This document discusses the Inbox Zero method for managing email created by Merlin Mann. It recommends getting a simple system to process email by converting messages to actions like deleting, delegating, responding, deferring, or doing. Processing email involves more than just checking messages but less than fully responding, with the goal of keeping the inbox empty.
Created by Merlin Mann
Based on GTD (Getting Things Done) by David Allen
David Allen calls GTD advanced common sense
Email has become part of our lives. Don’t let it become an avalanche.
This is about how to triage your email. Triage means determining priority.
Reducing the number of options something could be and making it a limited number of verbs of what you can do with stuff.
People live in their inbox.
People use their inbox as a task reminder, to do list, calendar. Scroll through inbox and decide which meeting to go to.
Your inbox should be for items you haven’t read yet.
We are knowledge workers which mean we add value to information.
Our two most precious natural resources are our time and attention.
While our time and attention are finite, the demands on our time and attention are infinite.
Size of a box is our time and attention and things filling it aren’t bound by the box.
Email gets things from one place to another. No reason to live in email.
Single place for anything? Different for all of us, where it lives is your choice.
Never check your email without processing.
This is an action based system.
Default state of email isn’t let it sit here until you start weeping.
Since this is action based system you have to take an action on each email. It’s not just reading, hopefully absorbing the info, and leaving it.
But the good news is, it’s less than responding.
You don’t have to respond to 200 emails.
You have to process 200 emails.
What actions do you have as a result of this email?
What does this message mean to me?
What if any action is required?
What is the most elegant way to close out this msg?
Gold and fools gold in email.
Action based, actions are verbs
Processing can be simplified to 5 verbs.
If this email has no place in your life, get rid of it.
Another aspect of delete is archive.
Only need a single folder for archive. Not some byzantine folder system with 24 levels.

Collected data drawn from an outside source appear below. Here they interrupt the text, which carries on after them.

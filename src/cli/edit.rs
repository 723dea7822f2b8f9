use std::io::Write;

use clap::Args;
use tracing::warn;

use cartkit::{
    config::CartConfig,
    configurator::{Selections, configure},
    summary::describe_options,
    sync::SyncChannel,
};

use super::{CliError, selections::SelectionArgs};

#[derive(Debug, Args)]
pub(super) struct EditArgs {
    /// Row id
    id: String,

    /// Number of units
    #[arg(long, short)]
    quantity: Option<u32>,

    #[command(flatten)]
    selections: SelectionArgs,
}

pub(super) fn run(
    args: EditArgs,
    config: &CartConfig,
    out: &mut impl Write,
) -> Result<(), CliError> {
    let mut store = config.open_store(SyncChannel::new());

    let existing = store
        .get(&args.id)
        .cloned()
        .ok_or_else(|| CliError::UnknownRow(args.id.clone()))?;

    // Re-price against the current catalog when the product is still listed.
    let product = config
        .load_catalog()
        .and_then(|catalog| catalog.product(&existing.product.id).cloned())
        .unwrap_or_else(|error| {
            warn!(%error, product = %existing.product.id, "pricing edit from the stored product");
            existing.product.clone()
        });

    let mut selections = args.selections.apply(Selections::from_entry(&existing));

    if let Some(quantity) = args.quantity {
        selections = selections.quantity(quantity);
    }

    store.update(&args.id, configure(&product, selections));

    match store.get(&args.id) {
        Some(entry) => writeln!(
            out,
            "{}: {} x{} {}",
            entry.id,
            entry.product.name,
            entry.quantity,
            describe_options(entry)
        )?,
        None => writeln!(out, "{} removed", args.id)?,
    }

    Ok(())
}
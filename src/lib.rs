//! Cartkit
//!
//! Cart state and pricing engine for a food-ordering storefront: configured
//! items, merge rules, cached line prices, persistence to browser-style
//! storage and change signals for fragments that do not share a store.

pub mod config;
pub mod configurator;
pub mod entries;
pub mod fixtures;
pub mod observability;
pub mod persistence;
pub mod prelude;
pub mod pricing;
pub mod products;
pub mod store;
pub mod summary;
pub mod sync;
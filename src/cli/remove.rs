use std::io::Write;

use clap::Args;

use cartkit::{config::CartConfig, sync::SyncChannel};

use super::CliError;

#[derive(Debug, Args)]
pub(super) struct RemoveArgs {
    /// Row id
    id: String,
}

pub(super) fn run(
    args: &RemoveArgs,
    config: &CartConfig,
    out: &mut impl Write,
) -> Result<(), CliError> {
    let mut store = config.open_store(SyncChannel::new());

    if store.remove(&args.id) {
        writeln!(out, "{} removed", args.id)?;
    } else {
        writeln!(out, "{} was not in the cart", args.id)?;
    }

    Ok(())
}
//! Addon selections

use serde::{Deserialize, Serialize};
use smallvec::SmallVec;

/// Set of selected addon ids.
///
/// Iteration follows insertion order; equality ignores it.
#[derive(Debug, Clone, Default, Eq, Serialize, Deserialize)]
#[serde(transparent)]
pub struct AddonSet {
    ids: SmallVec<[String; 4]>,
}

impl AddonSet {
    /// Creates an empty set.
    pub fn new() -> Self {
        Self::default()
    }

    /// Inserts an addon id, returning `false` if it was already selected.
    pub fn insert(&mut self, id: impl Into<String>) -> bool {
        let id = id.into();

        if self.contains(&id) {
            return false;
        }

        self.ids.push(id);

        true
    }

    /// Removes an addon id, returning `true` if it was selected.
    pub fn remove(&mut self, id: &str) -> bool {
        match self.ids.iter().position(|selected| selected == id) {
            Some(position) => {
                self.ids.remove(position);
                true
            }
            None => false,
        }
    }

    /// Keeps only the ids matching the predicate.
    pub fn retain(&mut self, mut keep: impl FnMut(&str) -> bool) {
        self.ids.retain(|id| keep(id));
    }

    /// Whether the addon is selected.
    pub fn contains(&self, id: &str) -> bool {
        self.ids.iter().any(|selected| selected == id)
    }

    /// Iterate over the ids in insertion order.
    pub fn iter(&self) -> impl Iterator<Item = &str> {
        self.ids.iter().map(String::as_str)
    }

    /// Number of selected addons.
    pub fn len(&self) -> usize {
        self.ids.len()
    }

    /// Whether no addon is selected.
    pub fn is_empty(&self) -> bool {
        self.ids.is_empty()
    }

    /// Drops repeated ids, keeping the first occurrence.
    pub(crate) fn dedup(&mut self) {
        let mut seen: SmallVec<[String; 4]> = SmallVec::new();

        self.ids.retain(|id| {
            if seen.contains(id) {
                false
            } else {
                seen.push(id.clone());
                true
            }
        });
    }
}

impl PartialEq for AddonSet {
    fn eq(&self, other: &Self) -> bool {
        self.len() == other.len() && self.iter().all(|id| other.contains(id))
    }
}

impl<S: Into<String>> FromIterator<S> for AddonSet {
    fn from_iter<I: IntoIterator<Item = S>>(iter: I) -> Self {
        let mut set = Self::new();

        for id in iter {
            set.insert(id);
        }

        set
    }
}
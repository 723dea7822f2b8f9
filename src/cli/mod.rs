use std::io::{self, Write};

use clap::{Parser, Subcommand};
use thiserror::Error;

use cartkit::{
    config::{CartConfig, LoggingConfig},
    fixtures::FixtureError,
    pricing::PricingError,
    summary::SummaryError,
};

mod add;
mod catalog;
mod clear;
mod edit;
mod quantity;
mod remove;
mod selections;
mod show;
mod watch;

#[derive(Debug, Error)]
pub(crate) enum CliError {
    #[error(transparent)]
    Fixture(#[from] FixtureError),

    #[error(transparent)]
    Pricing(#[from] PricingError),

    #[error(transparent)]
    Summary(#[from] SummaryError),

    #[error("failed to write output: {0}")]
    Io(#[from] io::Error),

    #[error("no cart row with id {0}")]
    UnknownRow(String),
}

#[derive(Debug, Parser)]
#[command(name = "cartkit", about = "Storefront cart CLI", long_about = None)]
pub(crate) struct Cli {
    #[command(flatten)]
    pub(crate) cart: CartConfig,

    #[command(flatten)]
    pub(crate) logging: LoggingConfig,

    #[command(subcommand)]
    command: Commands,
}

#[derive(Debug, Subcommand)]
enum Commands {
    /// List the products on offer
    Catalog,

    /// List the cart rows and totals
    Show,

    /// Add a configured product
    Add(add::AddArgs),

    /// Re-configure an existing row in place
    Edit(edit::EditArgs),

    /// Remove a row
    Remove(remove::RemoveArgs),

    /// Set the number of units of a row
    Quantity(quantity::QuantityArgs),

    /// Empty the cart
    Clear,

    /// Print the badge whenever the stored cart changes
    Watch(watch::WatchArgs),
}

impl Cli {
    pub(crate) fn run(self) -> Result<(), CliError> {
        let mut out = io::stdout().lock();

        match self.command {
            Commands::Catalog => catalog::run(&self.cart, &mut out),
            Commands::Show => show::run(&self.cart, &mut out),
            Commands::Add(args) => add::run(args, &self.cart, &mut out),
            Commands::Edit(args) => edit::run(args, &self.cart, &mut out),
            Commands::Remove(args) => remove::run(&args, &self.cart, &mut out),
            Commands::Quantity(args) => quantity::run(&args, &self.cart, &mut out),
            Commands::Clear => clear::run(&self.cart, &mut out),
            Commands::Watch(args) => watch::run(&args, &self.cart, &mut out),
        }?;

        out.flush()?;

        Ok(())
    }
}
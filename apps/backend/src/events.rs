//! Outbound session events and the delivery seam.

use serde::{Deserialize, Serialize};

use crate::domain::snapshot::HistoryExport;
use crate::domain::state::{GameOutcome, GamePhase};
use crate::domain::team::TeamSummary;

/// Typed event delivered to players and observers.
///
/// The wire shape is the session's public contract: a tagged `snake_case`
/// JSON object per event.
#[derive(Debug, Clone, PartialEq, Serialize, Deserialize)]
#[serde(tag = "type", rename_all = "snake_case")]
pub enum SessionEvent {
    /// Chat-style notice ("Turn #3: White", award announcements, ...).
    Chat { msg: String, source: String },

    /// A phase was entered.
    Phase { phase: GamePhase },

    /// A timed wait opened with this many seconds on the clock.
    Countdown { seconds: u64 },

    /// Board update after an applied move. `last_move` is empty for the
    /// starting position.
    GameUpdate { last_move: String, fen: String },

    /// Full move history; sent after every resolved turn and to observers on
    /// subscribe.
    MoveList { export: HistoryExport },

    /// Roster change (join, defection) worth re-rendering.
    Teams { teams: Vec<TeamSummary> },

    /// Delivered only to the player who holds the mole role.
    MoleAssigned,

    /// The game reached a terminal outcome.
    Finished { outcome: GameOutcome },

    /// The session is gone: postgame elapsed, or the session was deserted or
    /// torn down.
    Closed,
}

/// Fan-out channel to connected users, consumed by the session core.
///
/// `recipient` is a user name. Delivery must not block: implementations
/// should enqueue (the session may call this from its orchestrator task or
/// from any submission handler) and must swallow per-recipient failures —
/// a player who vanished mid-broadcast is not the session's problem.
pub trait Messenger: Send + Sync {
    fn tell(&self, recipient: &str, event: SessionEvent);
}
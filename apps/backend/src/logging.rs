//! Structured logging initialization for embedding servers.

use tracing_subscriber::{fmt, EnvFilter};

/// Initialize the global tracing subscriber.
///
/// The filter is taken from `RUST_LOG`, defaulting to `info`. Safe to call
/// more than once; later calls are no-ops.
pub fn init() {
    let filter = std::env::var("RUST_LOG")
        .map(EnvFilter::new)
        .unwrap_or_else(|_| EnvFilter::new("info"));

    fmt().with_env_filter(filter).try_init().ok();
}
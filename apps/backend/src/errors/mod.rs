pub mod domain;

pub use domain::DomainError;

This email is 2010, June, project related, but needs to be cross referenced with emails from owner that also goes in the Corporate folder.
System needs to be the most minimally byzantine structure that will allow you to find what you need.
(Remember, get a system, but keep it simple).
Is this email better for someone else to do?
Or should it have gone to someone else to begin with?
If you’re still ultimately responsible for the action give yourself some sort of reminder for follow-up.External task system. Not external to Outlook, good task/to do app. External to your Inbox.
Create a @follow-up or @waiting for tag
Or add it to your calendar
Convert the item to an action.
If the response will take 5 sentences or less, reply to it.
If that’s the end, DELETE!
Guy Kawasaki,
How to write a five sentence email. Whether you’re young or old, the optimal length of an email message is five sentences. All you should do is explain who you are, what you want, why you should get it, and when you need it by.
Intriguing website http://five.sentenc.es
Explain the problem in a sentence, explains the solution in a sentence and give you a signature to add to your email.
That way people won’t think you’re being terse, they’ll see you’re being efficient.
Or maybe you are being terse, maybe you’re from New England and you’re naturally taciturn.
Also two.sentenc, three.sentenc, and four.sentenc
This email is something you’re not going to deal with now.
Maybe you need more information before replying.
Create a @reply context or put it in a To Respond folder.
Create a task and convert it to an action.
Hopefully this folder will be empty at the end of the day.
If you can do this now. Go do it.
If all you need to do is walk this down the aisle, knock this action out.
Liberate activity out of the inbox.
Shift in thinking that the Inbox is where things are captured.
Don’t use it as a to do list.
Don’t use it as a calendar.
Don’t live out of your inbox.
Goal is to Create a processing habit.